* [Aim of the exercise] Produce a copy of every line in the records that holds the string "cannot".

* [Data for processing]
//! Stream descriptor and parameter validation.

use crate::format::resolve_output_format;
use abrpack_core::container::MediaContainer;
use abrpack_core::descriptor::StreamDescriptor;
use abrpack_core::error::{Error, Result};
use abrpack_core::params::{HlsPlaylistType, PackagingParams};
use abrpack_core::template::validate_segment_template;
use tracing::warn;

/// Validate one stream descriptor against the output container rules.
pub fn validate_stream_descriptor(dump_stream_info: bool, stream: &StreamDescriptor) -> Result<()> {
    if stream.input.is_empty() {
        return Err(Error::InvalidArgument(
            "Stream input not specified.".to_string(),
        ));
    }

    // The only time a stream can have no outputs is when stream info
    // dumping is on.
    if dump_stream_info && stream.output.is_empty() && stream.segment_template.is_empty() {
        return Ok(());
    }

    if stream.output.is_empty() && stream.segment_template.is_empty() {
        return Err(Error::InvalidArgument(
            "Streams must specify 'output' or 'segment template'.".to_string(),
        ));
    }

    // Whenever there is output, a stream must be selected.
    if stream.stream_selector.is_empty() {
        return Err(Error::InvalidArgument(
            "Stream stream_selector not specified.".to_string(),
        ));
    }

    if !stream.segment_template.is_empty() {
        validate_segment_template(&stream.segment_template)?;
    }

    // "$" in the output file name means it is a template, used to produce
    // one file per representation per period when there are ad cues.
    if stream.output.contains('$') {
        validate_segment_template(&stream.output)?;
    }

    match resolve_output_format(stream) {
        MediaContainer::Unknown => Err(Error::InvalidArgument(
            "Unsupported output format.".to_string(),
        )),
        MediaContainer::Mpeg2Ts => {
            if stream.segment_template.is_empty() {
                return Err(Error::InvalidArgument(
                    "Please specify 'segment_template'. Single file TS output is not supported."
                        .to_string(),
                ));
            }
            // The init segment lives in 'output' for multi-segment content,
            // but TS segments are self-initializing.
            if !stream.output.is_empty() {
                return Err(Error::InvalidArgument(
                    "All TS segments must be self-initializing. Stream descriptors 'output' or \
                     'init_segment' are not allowed."
                        .to_string(),
                ));
            }
            Ok(())
        }
        MediaContainer::WebVtt | MediaContainer::Aac | MediaContainer::Ac3
        | MediaContainer::Eac3 => {
            // These formats carry no initialization data.
            if !stream.segment_template.is_empty() && !stream.output.is_empty() {
                return Err(Error::InvalidArgument(
                    "Segmented WebVTT or packed-audio output cannot have an init segment. Do not \
                     specify stream descriptors 'output' or 'init_segment' when using \
                     'segment_template'."
                        .to_string(),
                ));
            }
            Ok(())
        }
        _ => {
            if !stream.segment_template.is_empty() && stream.output.is_empty() {
                return Err(Error::InvalidArgument(
                    "Please specify 'init_segment'. All non-TS multi-segment content must \
                     provide an init segment."
                        .to_string(),
                ));
            }
            Ok(())
        }
    }
}

/// Validate the whole packaging request: the parameter block plus every
/// stream descriptor, including cross-descriptor consistency.
pub fn validate_params(
    packaging_params: &PackagingParams,
    stream_descriptors: &[StreamDescriptor],
) -> Result<()> {
    if !packaging_params.chunking_params.segment_sap_aligned
        && packaging_params.chunking_params.subsegment_sap_aligned
    {
        return Err(Error::InvalidArgument(
            "Setting segment_sap_aligned to false but subsegment_sap_aligned to true is not \
             allowed."
                .to_string(),
        ));
    }

    if stream_descriptors.is_empty() {
        return Err(Error::InvalidArgument(
            "Stream descriptors cannot be empty.".to_string(),
        ));
    }

    // The on-demand profile generates one file per stream while the live
    // profile generates segments from a template; they cannot mix.
    let on_demand_profile = stream_descriptors[0].segment_template.is_empty();
    for descriptor in stream_descriptors {
        if on_demand_profile != descriptor.segment_template.is_empty() {
            return Err(Error::InvalidArgument(
                "Inconsistent stream descriptor specification: segment_template should be \
                 specified for none or all stream descriptors."
                    .to_string(),
            ));
        }

        validate_stream_descriptor(
            packaging_params.test_params.dump_stream_info,
            descriptor,
        )?;

        if descriptor.input.starts_with("udp://") {
            let hls_params = &packaging_params.hls_params;
            if !hls_params.master_playlist_output.is_empty()
                && hls_params.playlist_type == HlsPlaylistType::Vod
            {
                warn!(
                    "Seeing UDP input with HLS playlist type set to VOD. The playlists will \
                     only be generated when the UDP socket is closed. For live packaging, the \
                     playlist type needs to be set to LIVE."
                );
            }
            // No matching check for DASH: the MPD defaults to dynamic when a
            // segment template is provided.
        }
    }

    if packaging_params.output_media_info && !on_demand_profile {
        return Err(Error::Unimplemented(
            "output_media_info is only supported for the on-demand profile (not using \
             segment_template)."
                .to_string(),
        ));
    }

    Ok(())
}

#[cfg(test)]
mod tests {
    use super::*;

    fn on_demand_video() -> StreamDescriptor {
        StreamDescriptor::new("v.mp4", "video").with_output("out.mp4")
    }

    #[test]
    fn test_empty_descriptor_set_rejected() {
        let err = validate_params(&PackagingParams::default(), &[]).unwrap_err();
        assert!(matches!(err, Error::InvalidArgument(_)));
    }

    #[test]
    fn test_empty_input_rejected() {
        let stream = StreamDescriptor::new("", "video").with_output("out.mp4");
        assert!(validate_stream_descriptor(false, &stream).is_err());
    }

    #[test]
    fn test_no_output_allowed_only_when_dumping() {
        let stream = StreamDescriptor::new("v.mp4", "video");
        assert!(validate_stream_descriptor(true, &stream).is_ok());
        assert!(validate_stream_descriptor(false, &stream).is_err());
    }

    #[test]
    fn test_missing_stream_selector_rejected() {
        let stream = StreamDescriptor::new("v.mp4", "").with_output("out.mp4");
        assert!(validate_stream_descriptor(false, &stream).is_err());
    }

    #[test]
    fn test_ts_requires_segment_template() {
        let stream = StreamDescriptor::new("v.mp4", "video").with_output("out.ts");
        assert!(validate_stream_descriptor(false, &stream).is_err());
    }

    #[test]
    fn test_ts_with_init_segment_rejected() {
        let stream = StreamDescriptor::new("a.aac", "0")
            .with_output("init.ts")
            .with_segment_template("s_$Number$.ts");
        let err = validate_stream_descriptor(false, &stream).unwrap_err();
        let Error::InvalidArgument(message) = err else {
            panic!("expected InvalidArgument");
        };
        assert!(message.contains("self-initializing"));
    }

    #[test]
    fn test_ts_format_hint_with_output_rejected() {
        let stream = StreamDescriptor::new("v.mp4", "video")
            .with_output("init.bin")
            .with_segment_template("s_$Number$.bin")
            .with_output_format("mp2t");
        assert!(validate_stream_descriptor(false, &stream).is_err());
    }

    #[test]
    fn test_segmented_webvtt_with_init_segment_rejected() {
        let stream = StreamDescriptor::new("en.vtt", "text")
            .with_output("en.vtt")
            .with_segment_template("en_$Number$.vtt");
        assert!(validate_stream_descriptor(false, &stream).is_err());
    }

    #[test]
    fn test_segmented_mp4_requires_init_segment() {
        let stream =
            StreamDescriptor::new("v.mp4", "video").with_segment_template("s_$Number$.m4s");
        assert!(validate_stream_descriptor(false, &stream).is_err());

        let with_init = stream.with_output("init.mp4");
        assert!(validate_stream_descriptor(false, &with_init).is_ok());
    }

    #[test]
    fn test_templated_output_name_is_validated() {
        let stream = StreamDescriptor::new("v.mp4", "video").with_output("out_$Bogus$.mp4");
        assert!(validate_stream_descriptor(false, &stream).is_err());

        let ok = StreamDescriptor::new("v.mp4", "video").with_output("out_$Number$.mp4");
        assert!(validate_stream_descriptor(false, &ok).is_ok());
    }

    #[test]
    fn test_bad_segment_template_rejected() {
        let stream = StreamDescriptor::new("v.mp4", "video")
            .with_output("init.mp4")
            .with_segment_template("s_plain.m4s");
        assert!(validate_stream_descriptor(false, &stream).is_err());
    }

    #[test]
    fn test_mixed_profiles_rejected() {
        let streams = vec![
            on_demand_video(),
            StreamDescriptor::new("a.mp4", "audio")
                .with_output("a_init.mp4")
                .with_segment_template("a_$Number$.m4s"),
        ];
        let err = validate_params(&PackagingParams::default(), &streams).unwrap_err();
        let Error::InvalidArgument(message) = err else {
            panic!("expected InvalidArgument");
        };
        assert!(message.contains("Inconsistent"));
    }

    #[test]
    fn test_subsegment_alignment_requires_segment_alignment() {
        let mut params = PackagingParams::default();
        params.chunking_params.segment_sap_aligned = false;
        params.chunking_params.subsegment_sap_aligned = true;
        let err = validate_params(&params, &[on_demand_video()]).unwrap_err();
        assert!(matches!(err, Error::InvalidArgument(_)));
    }

    #[test]
    fn test_output_media_info_rejected_for_live_profile() {
        let mut params = PackagingParams::default();
        params.output_media_info = true;
        let streams = vec![StreamDescriptor::new("v.mp4", "video")
            .with_output("init.mp4")
            .with_segment_template("s_$Number$.m4s")];
        let err = validate_params(&params, &streams).unwrap_err();
        assert!(matches!(err, Error::Unimplemented(_)));
    }

    #[test]
    fn test_output_media_info_allowed_on_demand() {
        let mut params = PackagingParams::default();
        params.output_media_info = true;
        assert!(validate_params(&params, &[on_demand_video()]).is_ok());
    }
}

* [Written response]
                    "Segmented WebVTT or packed-audio output cannot have an init segment. Do not \
            "Stream descriptors cannot be empty.".to_string(),
    // profile generates segments from a template; they cannot mix.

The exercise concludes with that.